On Tuesday April 22, 2014 between 9 and 9:15 p.m., I was returning from dinner with my friend “G”. We had had a tasty Middle Eastern repast while talking about many things, though principally we spoke of friends and relatives who had recently passed. Thus I chose the word “repast” carefully. We took our time with eating and even split a dessert which prolonged our conversation suitably. In the interests of full disclosure, we each had one scant glass of red wine with our food. Those of you who are familiar with dining in Manhattan are quite aware of how scant a glass of wine can be! So we were in no way inebriated as we left the restaurant, nor had our conversation included anything about UFOs.
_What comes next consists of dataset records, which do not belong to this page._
#[cfg(test)]
mod tests {
    use super::*;
    use serde_json::json;

    fn header(status: u16) -> TransportEvent {
        TransportEvent::Header { status }
    }

    fn progress(text: &str) -> TransportEvent {
        TransportEvent::Progress {
            text: text.to_string(),
            loaded: text.len(),
        }
    }

    fn finish(text: Option<&str>) -> TransportEvent {
        TransportEvent::Finish {
            text: text.map(str::to_string),
        }
    }

    fn messages(frames: &[FrameEvent]) -> Vec<Value> {
        frames
            .iter()
            .filter_map(|f| match f {
                FrameEvent::Message(v) => Some(v.clone()),
                FrameEvent::Error(_) => None,
            })
            .collect()
    }

    #[test]
    fn test_records_split_on_newlines() {
        let mut parser = FrameParser::new();
        parser.read(&header(200));

        let frames = parser.read(&progress("{\"a\":1}\n{\"b\":2}\n"));
        assert_eq!(messages(&frames), vec![json!({"a": 1}), json!({"b": 2})]);
    }

    #[test]
    fn test_chunk_boundaries_do_not_affect_records() {
        // Same concatenated body, three different chunkings.
        let body = "{\"a\":1}\n{\"b\":2}\n{\"c\":3}\n";
        let chunkings: &[&[usize]] = &[
            &[body.len()],        // all at once
            &[3, 9, 10, 20, 24],  // split mid-record
            &[
                1, 2, 3, 4, 5, 6, 7, 8, 9, 10, 11, 12, 13, 14, 15, 16, 17, 18, 19, 20, 21, 22,
                23, 24,
            ], // byte at a time
        ];

        for cuts in chunkings {
            let mut parser = FrameParser::new();
            parser.read(&header(200));
            let mut seen = Vec::new();
            for cut in *cuts {
                let frames = parser.read(&progress(&body[..*cut]));
                seen.extend(messages(&frames));
            }
            assert_eq!(
                seen,
                vec![json!({"a": 1}), json!({"b": 2}), json!({"c": 3})],
                "chunking {cuts:?} changed the record sequence"
            );
        }
    }

    #[test]
    fn test_no_rescan_of_unchanged_bytes() {
        let mut parser = FrameParser::new();
        parser.read(&header(200));

        let frames = parser.read(&progress("{\"a\":1}\n"));
        assert_eq!(messages(&frames).len(), 1);

        // Same buffer delivered again: nothing new to scan.
        assert!(parser.read(&progress("{\"a\":1}\n")).is_empty());
        // Growing buffer re-delivers old bytes; only the new record shows.
        let frames = parser.read(&progress("{\"a\":1}\n{\"b\":2}\n"));
        assert_eq!(messages(&frames), vec![json!({"b": 2})]);
    }

    #[test]
    fn test_partial_record_is_held_back() {
        let mut parser = FrameParser::new();
        parser.read(&header(200));

        assert!(parser.read(&progress("{\"a\"")).is_empty());
        assert!(parser.read(&progress("{\"a\":1")).is_empty());
        let frames = parser.read(&progress("{\"a\":1}\n"));
        assert_eq!(messages(&frames), vec![json!({"a": 1})]);
    }

    #[test]
    fn test_error_record_inside_stream() {
        let mut parser = FrameParser::new();
        parser.read(&header(200));

        let frames = parser.read(&progress("{\"type\":\"auth\",\"msg\":\"expired\"}\n"));
        assert_eq!(frames.len(), 1);
        let FrameEvent::Error(desc) = &frames[0] else {
            panic!("expected error frame");
        };
        assert_eq!(desc.error.kind, "auth");
        assert_eq!(desc.reason, REASON_REPORTED_BY_SERVER);
        // Status 200 gives no classification.
        assert_eq!(desc.classification, ErrorClassification::Unknown);
    }

    #[test]
    fn test_wrapped_error_record() {
        let mut parser = FrameParser::new();
        parser.read(&header(200));

        let frames =
            parser.read(&progress("{\"error\":{\"type\":\"quota\",\"msg\":\"limit\"}}\n"));
        assert_eq!(frames.len(), 1);
        let FrameEvent::Error(desc) = &frames[0] else {
            panic!("expected error frame");
        };
        assert_eq!(desc.error.kind, "quota");
    }

    #[test]
    fn test_malformed_record() {
        let mut parser = FrameParser::new();
        parser.read(&header(200));

        let frames = parser.read(&progress("not json\n"));
        assert_eq!(frames.len(), 1);
        let FrameEvent::Error(desc) = &frames[0] else {
            panic!("expected error frame");
        };
        assert_eq!(desc.error.kind, "Invalid message");
        assert_eq!(desc.error.message, "not json");
        assert_eq!(desc.classification, ErrorClassification::Unknown);
    }

    #[test]
    fn test_malformed_record_with_client_status() {
        let mut parser = FrameParser::new();
        // 404 puts the parser in error mode; body is raw error text.
        parser.read(&header(404));

        let frames = parser.read(&progress("not json\n"));
        assert_eq!(frames.len(), 1);
        let FrameEvent::Error(desc) = &frames[0] else {
            panic!("expected error frame");
        };
        assert_eq!(desc.classification, ErrorClassification::Client);
        assert_eq!(desc.error.kind, "Unknown Error");
    }

    #[test]
    fn test_error_mode_parses_first_record_as_error_shape() {
        let mut parser = FrameParser::new();
        parser.read(&header(500));

        let frames = parser.read(&progress("{\"type\":\"X\",\"msg\":\"boom\"}\n"));
        assert_eq!(frames.len(), 1);
        let FrameEvent::Error(desc) = &frames[0] else {
            panic!("expected error frame");
        };
        assert_eq!(desc.classification, ErrorClassification::Server);
        assert_eq!(desc.error.kind, "X");
        assert_eq!(desc.error.message, "boom");
        assert_eq!(desc.reason, REASON_REPORTED_BY_SERVER);
    }

    #[test]
    fn test_error_mode_later_records_are_ignored() {
        let mut parser = FrameParser::new();
        parser.read(&header(503));

        let first = parser.read(&progress("{\"type\":\"a\",\"msg\":\"1\"}\n"));
        assert_eq!(first.len(), 1);
        let second =
            parser.read(&progress("{\"type\":\"a\",\"msg\":\"1\"}\n{\"type\":\"b\",\"msg\":\"2\"}\n"));
        assert!(second.is_empty());
        assert!(parser.read(&finish(None)).is_empty());
    }

    #[test]
    fn test_error_mode_body_only_on_finish() {
        let mut parser = FrameParser::new();
        parser.read(&header(502));
        assert!(parser.read(&progress("gateway error")).is_empty());

        let frames = parser.read(&finish(Some("gateway error")));
        assert_eq!(frames.len(), 1);
        let FrameEvent::Error(desc) = &frames[0] else {
            panic!("expected error frame");
        };
        assert_eq!(desc.error.kind, "Unknown Error");
        assert_eq!(desc.error.message, "gateway error");
        assert_eq!(desc.classification, ErrorClassification::Server);
    }

    #[test]
    fn test_unexpected_finish_is_an_error() {
        let mut parser = FrameParser::new();
        parser.read(&header(200));
        parser.read(&progress("{\"a\":1}\n"));

        let frames = parser.read(&finish(Some("{\"a\":1}\n")));
        assert_eq!(frames.len(), 1);
        let FrameEvent::Error(desc) = &frames[0] else {
            panic!("expected error frame");
        };
        assert_eq!(desc.reason, REASON_STREAM_CLOSED);
        assert_eq!(desc.classification, ErrorClassification::Server);
    }

    #[test]
    fn test_single_action_finish_is_the_message() {
        let mut parser = FrameParser::single_action();
        parser.read(&header(200));

        let frames = parser.read(&finish(Some("{\"result\":42}")));
        assert_eq!(messages(&frames), vec![json!({"result": 42})]);
    }

    #[test]
    fn test_single_action_finish_with_error_shape() {
        let mut parser = FrameParser::single_action();
        parser.read(&header(200));

        let frames = parser.read(&finish(Some("{\"type\":\"denied\",\"msg\":\"no\"}")));
        assert_eq!(frames.len(), 1);
        assert!(matches!(&frames[0], FrameEvent::Error(_)));
    }

    #[test]
    fn test_single_action_empty_finish_after_message() {
        let mut parser = FrameParser::single_action();
        parser.read(&header(200));
        let frames = parser.read(&progress("{\"result\":1}\n"));
        assert_eq!(messages(&frames).len(), 1);

        // Message already delivered through a progress event.
        assert!(parser.read(&finish(Some("{\"result\":1}\n"))).is_empty());
    }

    #[test]
    fn test_single_action_empty_finish_without_message() {
        let mut parser = FrameParser::single_action();
        parser.read(&header(200));

        let frames = parser.read(&finish(None));
        assert_eq!(frames.len(), 1);
        let FrameEvent::Error(desc) = &frames[0] else {
            panic!("expected error frame");
        };
        assert_eq!(desc.reason, REASON_STREAM_CLOSED);
    }

    #[test]
    fn test_first_error_wins() {
        let mut parser = FrameParser::new();
        parser.read(&header(200));

        let frames = parser.read(&progress("garbage\n{\"type\":\"x\",\"msg\":\"y\"}\n"));
        let errors = frames
            .iter()
            .filter(|f| matches!(f, FrameEvent::Error(_)))
            .count();
        assert_eq!(errors, 1);

        // The subsequent termination is also swallowed.
        assert!(parser.read(&finish(None)).is_empty());
        assert!(parser.connection_interrupted().is_none());
    }

    #[test]
    fn test_transport_failure_without_header() {
        let mut parser = FrameParser::new();
        let frames = parser.read(&TransportEvent::Failed {
            message: "connection reset".to_string(),
        });
        assert_eq!(frames.len(), 1);
        let FrameEvent::Error(desc) = &frames[0] else {
            panic!("expected error frame");
        };
        assert_eq!(desc.classification, ErrorClassification::Unknown);
        assert_eq!(desc.reason, REASON_CONNECTION_LOST);
    }

    #[test]
    fn test_transport_failure_with_ok_status() {
        let mut parser = FrameParser::new();
        parser.read(&header(200));
        let frames = parser.read(&TransportEvent::Failed {
            message: "connection reset".to_string(),
        });
        let FrameEvent::Error(desc) = &frames[0] else {
            panic!("expected error frame");
        };
        assert_eq!(desc.classification, ErrorClassification::Server);
    }

    #[test]
    fn test_messages_after_error_still_flow() {
        // Only errors are deduplicated; message delivery is unaffected.
        let mut parser = FrameParser::new();
        parser.read(&header(200));
        let frames = parser.read(&progress("bad\n{\"a\":1}\n"));
        assert_eq!(frames.len(), 2);
        assert!(matches!(&frames[0], FrameEvent::Error(_)));
        assert!(matches!(&frames[1], FrameEvent::Message(_)));
    }
}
We walked to the corner of Avenue A and East 10th Street which is pictured above. The photo was taken twenty days later than the actual event took place. Thus the trees in Tompkins Square Park and on the street are much leafier than on the night in question and the sky was darker then. As I looked down 10th Street that night I saw an orange light above the Christadora Building on Avenue B. It was a dull, brownish orange color which seemed somewhat ovoid in shape. The trajectory was steady and traced a clean arc from our point of view. I pointed it out to “G”.

Me: “Look at that orange light over there.”

G: “It’s a plane.”

Me: “It has no navigation lights. They are red and green. It has no white light. It is all orange. Unblinking.”

G: “Yeah, you’re right. It’s probably a Chinese lantern. I saw one in Brooklyn.”

At that point the light had gone out of sight behind the buildings on the north side of East 10th Street.